魔物に関して、またその対策に関して騎士団と冒険者には知識にも経験にも雲泥の差がある。高位の冒険者を講師として招聘することも検討されているという。
「まさか……」
「そのまさかの可能性大ね。お爺様、張り切ってらしたもの」
「復帰だとか、腕が鳴るとかいうのはそれなのかしら」
今頃サボア領で元部下(という名の同志)と共に、サボアの騎士団の再構築に専念しているはずなのだが……
「魔物討伐もまともにできない騎士団に相当キレているみたいなのよ」
「……あそこも貴族令息の保管箱だったものね……実戦経験なさそうだったから、仕方ないわよね」
「領民が独立したくなる気持ちも当然って事なのよ!! 何のために税金払って貴族を養ってるかって、元々それが理由でしょう。守る気のない貴族なら、税金泥棒じゃない。それは、自治を要求されるわよね」
元々、貴族という名の戦士は、「戦う人」であり、「働く人」を護る代わりにその収穫の一部を税として受け取る権利を有している存在だ。戦う義務を果たさず税・年貢を受け取る権利だけを要求するのは自己否定となるだろう。

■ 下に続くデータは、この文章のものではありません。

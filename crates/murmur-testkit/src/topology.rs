//! Topology builders.
//!
//! Every builder produces an undirected graph over nodes `n0..n{count-1}`:
//! if `a` lists `b` as a neighbor, `b` lists `a`.

use std::collections::{BTreeMap, BTreeSet, HashMap, VecDeque};

use murmur_core::NodeId;
use murmur_sync::TopologyRequest;

/// Node id for the `index`-th node of a generated topology.
pub fn node_id(index: usize) -> NodeId {
    NodeId::new(format!("n{}", index))
}

/// A cluster topology: every node and its direct neighbors.
#[derive(Debug, Clone, Default, PartialEq, Eq)]
pub struct Topology {
    adjacency: BTreeMap<NodeId, BTreeSet<NodeId>>,
}

impl Topology {
    /// Nodes with no edges.
    pub fn isolated(count: usize) -> Self {
        let adjacency = (0..count).map(|i| (node_id(i), BTreeSet::new())).collect();
        Self { adjacency }
    }

    /// `n0 - n1 - ... - n{count-1}`.
    pub fn line(count: usize) -> Self {
        let mut topology = Self::isolated(count);
        for i in 1..count {
            topology.connect(i - 1, i);
        }
        topology
    }

    /// A line whose ends are joined.
    pub fn ring(count: usize) -> Self {
        let mut topology = Self::line(count);
        if count > 2 {
            topology.connect(count - 1, 0);
        }
        topology
    }

    /// Nodes laid out row by row on a square-ish grid, linked to the
    /// nodes directly right and below.
    pub fn grid(count: usize) -> Self {
        let mut topology = Self::isolated(count);
        let width = (1..=count).find(|w| w * w >= count).unwrap_or(1);
        for i in 0..count {
            if (i + 1) % width != 0 && i + 1 < count {
                topology.connect(i, i + 1);
            }
            if i + width < count {
                topology.connect(i, i + width);
            }
        }
        topology
    }

    /// A tree where node `i` is the parent of `fanout * i + 1 ..= fanout * i + fanout`.
    pub fn tree(count: usize, fanout: usize) -> Self {
        let mut topology = Self::isolated(count);
        let fanout = fanout.max(1);
        for child in 1..count {
            topology.connect((child - 1) / fanout, child);
        }
        topology
    }

    /// Every node linked to every other node.
    pub fn complete(count: usize) -> Self {
        let mut topology = Self::isolated(count);
        for a in 0..count {
            for b in (a + 1)..count {
                topology.connect(a, b);
            }
        }
        topology
    }

    /// Build from explicit edges over nodes `n0..n{count-1}`.
    ///
    /// Edges naming an out-of-range node or a self-loop are ignored.
    pub fn from_edges(count: usize, edges: impl IntoIterator<Item = (usize, usize)>) -> Self {
        let mut topology = Self::isolated(count);
        for (a, b) in edges {
            if a != b && a < count && b < count {
                topology.connect(a, b);
            }
        }
        topology
    }

    fn connect(&mut self, a: usize, b: usize) {
        let (a, b) = (node_id(a), node_id(b));
        self.adjacency.entry(a.clone()).or_default().insert(b.clone());
        self.adjacency.entry(b).or_default().insert(a);
    }

    /// Every node, sorted.
    pub fn nodes(&self) -> Vec<NodeId> {
        self.adjacency.keys().cloned().collect()
    }

    /// Number of nodes.
    pub fn len(&self) -> usize {
        self.adjacency.len()
    }

    /// Whether the topology has no nodes.
    pub fn is_empty(&self) -> bool {
        self.adjacency.is_empty()
    }

    /// Direct neighbors of `node`, sorted. Empty for unknown nodes.
    pub fn neighbors(&self, node: &NodeId) -> Vec<NodeId> {
        self.adjacency
            .get(node)
            .map(|peers| peers.iter().cloned().collect())
            .unwrap_or_default()
    }

    /// Longest shortest path between any two nodes, in hops.
    ///
    /// `None` if the graph is disconnected; `Some(0)` for zero or one node.
    pub fn diameter(&self) -> Option<usize> {
        let mut diameter = 0;
        for start in self.adjacency.keys() {
            let distances = self.distances_from(start);
            if distances.len() != self.adjacency.len() {
                return None;
            }
            diameter = diameter.max(distances.values().copied().max().unwrap_or(0));
        }
        Some(diameter)
    }

    /// Check that every node can reach every other.
    pub fn is_connected(&self) -> bool {
        self.diameter().is_some()
    }

    fn distances_from(&self, start: &NodeId) -> HashMap<NodeId, usize> {
        let mut distances = HashMap::new();
        let mut queue = VecDeque::new();
        distances.insert(start.clone(), 0);
        queue.push_back(start.clone());

        while let Some(node) = queue.pop_front() {
            let next = distances[&node] + 1;
            for peer in self.adjacency.get(&node).into_iter().flatten() {
                if !distances.contains_key(peer) {
                    distances.insert(peer.clone(), next);
                    queue.push_back(peer.clone());
                }
            }
        }
        distances
    }

    /// The `topology` request installing this graph.
    pub fn to_request(&self) -> TopologyRequest {
        let topology = self
            .adjacency
            .iter()
            .map(|(node, peers)| (node.clone(), peers.iter().cloned().collect()))
            .collect();
        TopologyRequest { topology }
    }
}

騎士も冒険者も「戦う人」の端くれであることは間違いない。戦えない人の代わりに戦うのは義務であり権利でもある。
「そんなことは判っているのだけれど……薬師に戻りたいわ……」
「無理ってわかってるでしょ? 諦めなさい。ほら、カトリナが睨んでるわよ」
王国で今現在もっとも有名な冒険者である『妖精騎士』である彼女が、薬師になりたいというのは独り言であったとしても看過できないのかもしれない。